If confirmed, Price would have the ability to block implementation on the industry through a non-enforcement directive from the White House.

Glynn Loope, executive director of Cigar Rights of America, said his group is "hopeful that a moratorium and re-evaluation of regulations" will occur within the opening months of the Trump administration. He said the FDA "went beyond congressional intent" when it grouped cigars with cigarettes and supported the legislation that Price co-sponsored. Even large cigar companies introduce new blends or limited releases based on a specific climate or crop output; subjecting them to bureaucratic overview that is generally applied to billions of mass-produced cigarette products would "make it unaffordable to get product to market," Loope said.

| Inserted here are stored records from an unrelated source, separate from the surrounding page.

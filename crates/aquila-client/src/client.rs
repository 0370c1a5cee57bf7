//! Aquila HTTP client implementation

use std::sync::Arc;

use crate::config::ClientConfig;
use crate::error::Result;
use crate::resources::{
    DataPointsClient, DataSourcesClient, EventDetectorsClient, PointValuesClient, UsersClient,
};
use crate::rest::{RestPipeline, RestRequest, RestResponse};
use crate::session::Session;

/// Aquila REST API client
///
/// Cheap to clone; all clones share the connection pool and the session
/// (cookie jar, anti-forgery token, default headers).
#[derive(Debug, Clone)]
pub struct AquilaClient {
    pipeline: Arc<RestPipeline>,
}

impl AquilaClient {
    /// Create a client from a configuration.
    pub fn new(config: ClientConfig) -> Result<Self> {
        Ok(Self {
            pipeline: Arc::new(RestPipeline::new(&config)?),
        })
    }

    /// Create a client for a local default server (`http://localhost:8080`).
    pub fn localhost() -> Result<Self> {
        Self::new(ClientConfig::default())
    }

    /// Get the shared request pipeline, for endpoints without a typed
    /// wrapper.
    pub fn pipeline(&self) -> &RestPipeline {
        &self.pipeline
    }

    /// Execute a raw request through the shared pipeline.
    pub async fn execute(&self, request: RestRequest) -> Result<RestResponse> {
        self.pipeline.execute(request).await
    }

    /// Run a closure against the session (cookie jar + default headers).
    pub fn with_session<R>(&self, f: impl FnOnce(&mut Session) -> R) -> R {
        self.pipeline.with_session(f)
    }

    // =========================================================================
    // Resource clients
    // =========================================================================

    /// Data source operations (`/rest/v3/data-sources`)
    pub fn data_sources(&self) -> DataSourcesClient {
        DataSourcesClient::new(Arc::clone(&self.pipeline))
    }

    /// Data point operations (`/rest/v1/data-points`)
    pub fn data_points(&self) -> DataPointsClient {
        DataPointsClient::new(Arc::clone(&self.pipeline))
    }

    /// User and authentication operations (`/rest/v1/users`)
    pub fn users(&self) -> UsersClient {
        UsersClient::new(Arc::clone(&self.pipeline))
    }

    /// Event detector operations (`/rest/v3/event-detectors`)
    pub fn event_detectors(&self) -> EventDetectorsClient {
        EventDetectorsClient::new(Arc::clone(&self.pipeline))
    }

    /// Point value operations (`/rest/v1/point-values`)
    pub fn point_values(&self) -> PointValuesClient {
        PointValuesClient::new(Arc::clone(&self.pipeline))
    }
}
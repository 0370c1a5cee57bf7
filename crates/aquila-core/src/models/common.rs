//! Types shared across resource models

use serde::{Deserialize, Serialize};

/// Generate a fresh XID (human-assignable external identifier).
///
/// XIDs are stable across export/import, unlike the server-assigned
/// numeric id. Freshly generated ones are plain UUID v4 strings.
pub fn new_xid() -> String {
    uuid::Uuid::new_v4().to_string()
}

/// A duration expressed as a count of calendar/clock periods.
#[derive(Debug, Clone, PartialEq, Eq, Serialize, Deserialize)]
pub struct TimePeriod {
    pub periods: u32,
    #[serde(rename = "type")]
    pub period_type: PeriodType,
}

impl TimePeriod {
    pub fn new(periods: u32, period_type: PeriodType) -> Self {
        Self {
            periods,
            period_type,
        }
    }

    pub fn seconds(periods: u32) -> Self {
        Self::new(periods, PeriodType::Seconds)
    }

    pub fn minutes(periods: u32) -> Self {
        Self::new(periods, PeriodType::Minutes)
    }

    pub fn hours(periods: u32) -> Self {
        Self::new(periods, PeriodType::Hours)
    }

    pub fn years(periods: u32) -> Self {
        Self::new(periods, PeriodType::Years)
    }
}

/// Unit for a [`TimePeriod`].
#[derive(Debug, Clone, Copy, PartialEq, Eq, Serialize, Deserialize)]
#[serde(rename_all = "SCREAMING_SNAKE_CASE")]
pub enum PeriodType {
    Milliseconds,
    Seconds,
    Minutes,
    Hours,
    Days,
    Weeks,
    Months,
    Years,
}

/// Alarm level attached to events raised by a resource.
#[derive(Debug, Clone, Copy, PartialEq, Eq, Default, Serialize, Deserialize)]
#[serde(rename_all = "SCREAMING_SNAKE_CASE")]
pub enum AlarmLevel {
    #[default]
    None,
    Information,
    Important,
    Warning,
    Urgent,
    Critical,
    LifeSafety,
    DoNotLog,
}

/// Historical-value purge configuration for a data source.
#[derive(Debug, Clone, PartialEq, Eq, Serialize, Deserialize)]
pub struct PurgeSettings {
    #[serde(rename = "override")]
    pub override_defaults: bool,
    pub frequency: TimePeriod,
}

impl Default for PurgeSettings {
    fn default() -> Self {
        Self {
            override_defaults: false,
            frequency: TimePeriod::years(1),
        }
    }
}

"The FDA failed or didn't care about the impact this was going to have," Loope said. "We're hoping it's a new day in the neighborhood. We are heartened by what we've seen with this administration."
Pursell also welcomed the nomination, saying that Price's record in congress reflected a cautious approach to regulation.

"He takes a commonsense approach to government regulation in general," he said. "We need rules that make sense for consumers, for the public health, and for manufacturers. We don't have that right now."

The agency began implementing the new rules in August. Cigar makers have until the end of the year to register with the FDA and will begin submitting ingredient lists of products in February if the rules go into full effect.


----------



## Bluedragon

Here's hoping this is one of many short sighted regulations that gets removed. I suppose it will depend on his picks for the various department heads, and if he gives them leeway to curb unnecessary regulation.


----------



## HighRockiesPuffer

I've got my fingers crossed that they throw out the new FDA regulations 

Sent from my LG-D850 using Tapatalk


----------



## Tabloid Snapper

HighRockiesPuffer said:


> I've got my fingers crossed that they throw out the new FDA regulations
> 
> Sent from my LG-D850 using Tapatalk


Honestly if you feel strong about the cause, I would wait until the "NEW" FDA Chief takes office, after Trump is in office. To start a letter writing campaign to the "NEW" FDA Chief.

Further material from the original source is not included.